If you’ve not heard this overused (and yes, [pun intended] ‘tired’) analogy, the premise is that:
- a truck get stuck under a bridge/overpass;
- all the best [old] engineers around cannot solve the problem, and their solutions include:
- force the truck through, likely damaging both truck and bridge;
- drag truck back out so it won’t reach destination; and
- raise the entire bridge.
- a child [young/fresh] comes along and says to take air out of the tires, thereby lowering the truck just enough to pass under the bridge.
Call it common sense, call it obvious, but the solution was only clear to someone with a completely fresh pair of eyes and no preconceived notions of the ‘right’ way to do something.
This is where we find ourselves in the world of FinTech. Defined as; “the new technology and innovation that aims to compete with traditional financial methods in the delivery of financial services.”, FinTech as a buzzword has been out for over 25 years, but what has it achieved?
If you see ‘invisible payments‘ and seamless feature-rich ancillary services (loyalty points / rewards for example) as the ultimate goals of FinTech, where are we in 2019?
We have the technology [most of it anyway], we have a growing interest, but what we still DON’T have is the support of those with a vested interest in the status quo.
Hardly surprising, right?
From banks, to payment card brands, to payment terminal manufacturers, and even regulators, it in their best interests to keep things the same. But the brave new world that IS coming has no place for those unprepared / unwilling to change or adapt.
There’s no denying that management and transfer of value (a.k.a. money) in 2019 is both massively complex and monolithic, but that’s really no excuse, not with the billions being invested in innovation. And while I do not want to trivialise the truly enormous effort required to effect the necessary changes, I resent the active obstruction.
On BOTH sides.
Instead of working together, both sides are doing their damnedest to grab the biggest piece of the pie. Like there’s not billions of £/$/€ to go around.

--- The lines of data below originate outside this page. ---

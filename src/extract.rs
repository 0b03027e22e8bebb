use anyhow::{bail, Context, Result};
use quick_xml::events::Event;
use quick_xml::Reader;
use std::fs::File;
use std::io::BufReader;
use std::path::Path;
use tracing::debug;

/// One flattened financial-instrument entry from a FIRDS delta report.
#[derive(Debug, Clone, PartialEq, Eq)]
pub struct InstrumentRecord {
    pub id: String,
    pub full_name: String,
    pub classification: String,
    pub notional_currency: String,
    pub commodity_derivative: String,
    pub issuer: String,
}

/// Leaf fields captured while walking one instrument wrapper.
#[derive(Debug, Default)]
struct PartialRecord {
    id: Option<String>,
    full_name: Option<String>,
    classification: Option<String>,
    notional_currency: Option<String>,
    commodity_derivative: Option<String>,
    issuer: Option<String>,
}

impl PartialRecord {
    fn finish(self, wrapper: &str) -> Result<InstrumentRecord> {
        let field = |v: Option<String>, name: &str| {
            v.with_context(|| format!("{} record is missing {}", wrapper, name))
        };
        Ok(InstrumentRecord {
            id: field(self.id, "FinInstrmGnlAttrbts/Id")?,
            full_name: field(self.full_name, "FinInstrmGnlAttrbts/FullNm")?,
            classification: field(self.classification, "FinInstrmGnlAttrbts/ClssfctnTp")?,
            notional_currency: field(self.notional_currency, "FinInstrmGnlAttrbts/NtnlCcy")?,
            commodity_derivative: field(
                self.commodity_derivative,
                "FinInstrmGnlAttrbts/CmmdtyDerivInd",
            )?,
            issuer: field(self.issuer, "Issr")?,
        })
    }
}

enum Field {
    Id,
    FullNm,
    ClssfctnTp,
    NtnlCcy,
    CmmdtyDerivInd,
    Issr,
}

const REPORT_PATH: [&str; 4] = ["BizData", "Pyld", "Document", "FinInstrmRptgRefDataDltaRpt"];

/// Parse the extracted FIRDS payload and flatten every instrument wrapper
/// under `BizData/Pyld/Document/FinInstrmRptgRefDataDltaRpt/FinInstrm` into a
/// six-field record, in document order.
///
/// The wrapper element name is arbitrary (`NewRcrd`, `ModfdRcrd`,
/// `TermntdRcrd`, ...); each `FinInstrm` is expected to hold exactly one.
/// Malformed XML, a document without the report path, or a wrapper missing
/// any of the six fields all fail the run.
pub fn parse_instruments(path: impl AsRef<Path>) -> Result<Vec<InstrumentRecord>> {
    let path = path.as_ref();
    let file = File::open(path).with_context(|| format!("opening {}", path.display()))?;
    let mut reader = Reader::from_reader(BufReader::new(file));
    reader.config_mut().trim_text(true);

    let mut records = Vec::new();
    let mut buf = Vec::new();
    let mut stack: Vec<String> = Vec::new();

    let mut saw_report = false;
    // wrapper element name + fields collected so far
    let mut current: Option<(String, PartialRecord)> = None;
    let mut pending: Option<Field> = None;

    loop {
        let event = reader
            .read_event_into(&mut buf)
            .with_context(|| format!("malformed XML in {}", path.display()))?;
        match event {
            Event::Start(e) => {
                let tag = String::from_utf8_lossy(e.local_name().as_ref()).to_string();
                stack.push(tag);
                let p: Vec<&str> = stack.iter().map(|s| s.as_str()).collect();

                pending = None;
                match p.as_slice() {
                    ["BizData", "Pyld", "Document", "FinInstrmRptgRefDataDltaRpt"] => {
                        saw_report = true;
                    }
                    ["BizData", "Pyld", "Document", "FinInstrmRptgRefDataDltaRpt", "FinInstrm", wrapper] => {
                        current = Some((wrapper.to_string(), PartialRecord::default()));
                    }
                    ["BizData", "Pyld", "Document", "FinInstrmRptgRefDataDltaRpt", "FinInstrm", _, "FinInstrmGnlAttrbts", field] => {
                        pending = match *field {
                            "Id" => Some(Field::Id),
                            "FullNm" => Some(Field::FullNm),
                            "ClssfctnTp" => Some(Field::ClssfctnTp),
                            "NtnlCcy" => Some(Field::NtnlCcy),
                            "CmmdtyDerivInd" => Some(Field::CmmdtyDerivInd),
                            _ => None,
                        };
                    }
                    ["BizData", "Pyld", "Document", "FinInstrmRptgRefDataDltaRpt", "FinInstrm", _, "Issr"] => {
                        pending = Some(Field::Issr);
                    }
                    _ => {}
                }
            }
            Event::Text(e) => {
                if let (Some(field), Some((_, rec))) = (pending.take(), current.as_mut()) {
                    let text = e.unescape()?.to_string();
                    match field {
                        Field::Id => rec.id = Some(text),
                        Field::FullNm => rec.full_name = Some(text),
                        Field::ClssfctnTp => rec.classification = Some(text),
                        Field::NtnlCcy => rec.notional_currency = Some(text),
                        Field::CmmdtyDerivInd => rec.commodity_derivative = Some(text),
                        Field::Issr => rec.issuer = Some(text),
                    }
                }
            }
            Event::End(_) => {
                pending = None;
                let p: Vec<&str> = stack.iter().map(|s| s.as_str()).collect();
                if matches!(
                    p.as_slice(),
                    ["BizData", "Pyld", "Document", "FinInstrmRptgRefDataDltaRpt", "FinInstrm", _]
                ) {
                    if let Some((wrapper, rec)) = current.take() {
                        records.push(rec.finish(&wrapper)?);
                    }
                }
                stack.pop();
            }
            Event::Eof => break,
            _ => {}
        }
        buf.clear();
    }

    if !saw_report {
        bail!(
            "{} does not contain a {} report",
            path.display(),
            REPORT_PATH.join("/")
        );
    }

    debug!(records = records.len(), "instrument records extracted");
    Ok(records)
}

#[cfg(test)]
mod tests {
    use super::*;
    use std::path::PathBuf;
    use tempfile::tempdir;

    const SAMPLE_PAYLOAD: &str = r#"<?xml version="1.0" encoding="UTF-8"?>
<BizData xmlns="urn:iso:std:iso:20022:tech:xsd:head.003.001.01">
  <Hdr>
    <AppHdr>ignored</AppHdr>
  </Hdr>
  <Pyld>
    <Document xmlns="urn:iso:std:iso:20022:tech:xsd:auth.036.001.02">
      <FinInstrmRptgRefDataDltaRpt>
        <FinInstrm>
          <TermntdRcrd>
            <FinInstrmGnlAttrbts>
              <Id>DE000A1R07V3</Id>
              <FullNm>Kreditanst.f.Wiederaufbau Anl.v.2014</FullNm>
              <ClssfctnTp>DBFTFB</ClssfctnTp>
              <NtnlCcy>EUR</NtnlCcy>
              <CmmdtyDerivInd>false</CmmdtyDerivInd>
            </FinInstrmGnlAttrbts>
            <Issr>549300GDPG70E3MBBU98</Issr>
            <TradgVnRltdAttrbts>
              <Id>XFRA</Id>
            </TradgVnRltdAttrbts>
          </TermntdRcrd>
        </FinInstrm>
        <FinInstrm>
          <NewRcrd>
            <FinInstrmGnlAttrbts>
              <Id>PLPKO0000074</Id>
              <FullNm>PKO BP SA</FullNm>
              <ClssfctnTp>ESVUFR</ClssfctnTp>
              <NtnlCcy>PLN</NtnlCcy>
              <CmmdtyDerivInd>true</CmmdtyDerivInd>
            </FinInstrmGnlAttrbts>
            <Issr>259400L3KBYEVNHEJF55</Issr>
          </NewRcrd>
        </FinInstrm>
      </FinInstrmRptgRefDataDltaRpt>
    </Document>
  </Pyld>
</BizData>"#;

    fn write_payload(contents: &str) -> (tempfile::TempDir, PathBuf) {
        let dir = tempdir().unwrap();
        let path = dir.path().join("DLTINS_20210117_01of01.xml");
        std::fs::write(&path, contents).unwrap();
        (dir, path)
    }

    #[test]
    fn flattens_wrappers_in_document_order() {
        let (_dir, path) = write_payload(SAMPLE_PAYLOAD);
        let records = parse_instruments(&path).unwrap();
        assert_eq!(records.len(), 2);

        assert_eq!(records[0].id, "DE000A1R07V3");
        assert_eq!(records[0].full_name, "Kreditanst.f.Wiederaufbau Anl.v.2014");
        assert_eq!(records[0].classification, "DBFTFB");
        assert_eq!(records[0].notional_currency, "EUR");
        assert_eq!(records[0].commodity_derivative, "false");
        assert_eq!(records[0].issuer, "549300GDPG70E3MBBU98");

        assert_eq!(records[1].id, "PLPKO0000074");
        assert_eq!(records[1].issuer, "259400L3KBYEVNHEJF55");
    }

    #[test]
    fn venue_level_id_does_not_clobber_instrument_id() {
        // TradgVnRltdAttrbts also carries an <Id>; only the one under
        // FinInstrmGnlAttrbts may be captured.
        let (_dir, path) = write_payload(SAMPLE_PAYLOAD);
        let records = parse_instruments(&path).unwrap();
        assert_eq!(records[0].id, "DE000A1R07V3");
    }

    #[test]
    fn missing_field_fails_with_its_name() {
        let payload = SAMPLE_PAYLOAD.replace("<NtnlCcy>PLN</NtnlCcy>", "");
        let (_dir, path) = write_payload(&payload);
        let err = parse_instruments(&path).unwrap_err();
        assert!(format!("{:#}", err).contains("NtnlCcy"));
    }

    #[test]
    fn document_without_report_path_is_an_error() {
        let (_dir, path) = write_payload("<BizData><Pyld><Document/></Pyld></BizData>");
        let err = parse_instruments(&path).unwrap_err();
        assert!(err.to_string().contains("FinInstrmRptgRefDataDltaRpt"));
    }

    #[test]
    fn report_with_no_instruments_yields_empty_list() {
        let payload = r#"<BizData><Pyld><Document>
            <FinInstrmRptgRefDataDltaRpt></FinInstrmRptgRefDataDltaRpt>
        </Document></Pyld></BizData>"#;
        let (_dir, path) = write_payload(payload);
        assert!(parse_instruments(&path).unwrap().is_empty());
    }

    #[test]
    fn mismatched_tags_fail_fast() {
        let (_dir, path) = write_payload("<BizData><Pyld></Document></BizData>");
        assert!(parse_instruments(&path).is_err());
    }
}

Capitalism and sheer greed are ensuring that the best ideas are not being made available to the end consumer. And it’s OUR money they’re playing with!

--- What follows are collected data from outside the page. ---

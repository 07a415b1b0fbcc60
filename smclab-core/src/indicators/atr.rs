//! Average True Range with Wilder smoothing.
//!
//! TR[t] = max(high-low, |high-prev_close|, |low-prev_close|).
//! TR[0] has no previous close and is excluded from the seed, so the first
//! defined ATR lands at index `period`.

use crate::domain::Bar;

/// True range series. TR[0] is NaN (no previous close).
pub fn true_range(bars: &[Bar]) -> Vec<f64> {
    let n = bars.len();
    let mut tr = vec![f64::NAN; n];
    for i in 1..n {
        let h = bars[i].high;
        let l = bars[i].low;
        let pc = bars[i - 1].close;
        tr[i] = (h - l).max((h - pc).abs()).max((l - pc).abs());
    }
    tr
}

/// Wilder smoothing (alpha = 1/period) over a series with a possible NaN
/// prefix. Seed: mean of the first `period` defined values.
pub fn wilder_smooth(values: &[f64], period: usize) -> Vec<f64> {
    let n = values.len();
    let mut result = vec![f64::NAN; n];
    if period == 0 {
        return result;
    }

    let first_defined = match values.iter().position(|v| !v.is_nan()) {
        Some(i) => i,
        None => return result,
    };
    let seed_end = first_defined + period;
    if seed_end > n || values[first_defined..seed_end].iter().any(|v| v.is_nan()) {
        return result;
    }

    let seed = values[first_defined..seed_end].iter().sum::<f64>() / period as f64;
    result[seed_end - 1] = seed;

    let alpha = 1.0 / period as f64;
    let mut prev = seed;
    for i in seed_end..n {
        if values[i].is_nan() {
            return result;
        }
        let smoothed = alpha * values[i] + (1.0 - alpha) * prev;
        result[i] = smoothed;
        prev = smoothed;
    }

    result
}

/// ATR series aligned to the bars.
pub fn atr(bars: &[Bar], period: usize) -> Vec<f64> {
    wilder_smooth(&true_range(bars), period)
}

The prevalence of the buzzphrase ‘disruptive’ is the perfect indicator that FinTech has little interest in bringing the old school along for the ride, so is it any wonder that the old school wants to ‘defend’ itself? All the old-school have to do is lobby the regulators and FinTechs run out of money before their ideas make the light of day.
It’s us that lose.
I want access to MY money wherever, whenever, and HOW ever I want. I also want as many features as possible around the use of my money as I deem relevant. From loyalty programs, to instant coupons, to money management, to whatever comes next, the old-school has proven its inability to innovate [adequately], which is WHY we have FinTech in the first place.
Clearly I have no solutions in this rather useless blog, but if one person comes over to the light-side (sustaining innovation), I’ll consider this worthwhile.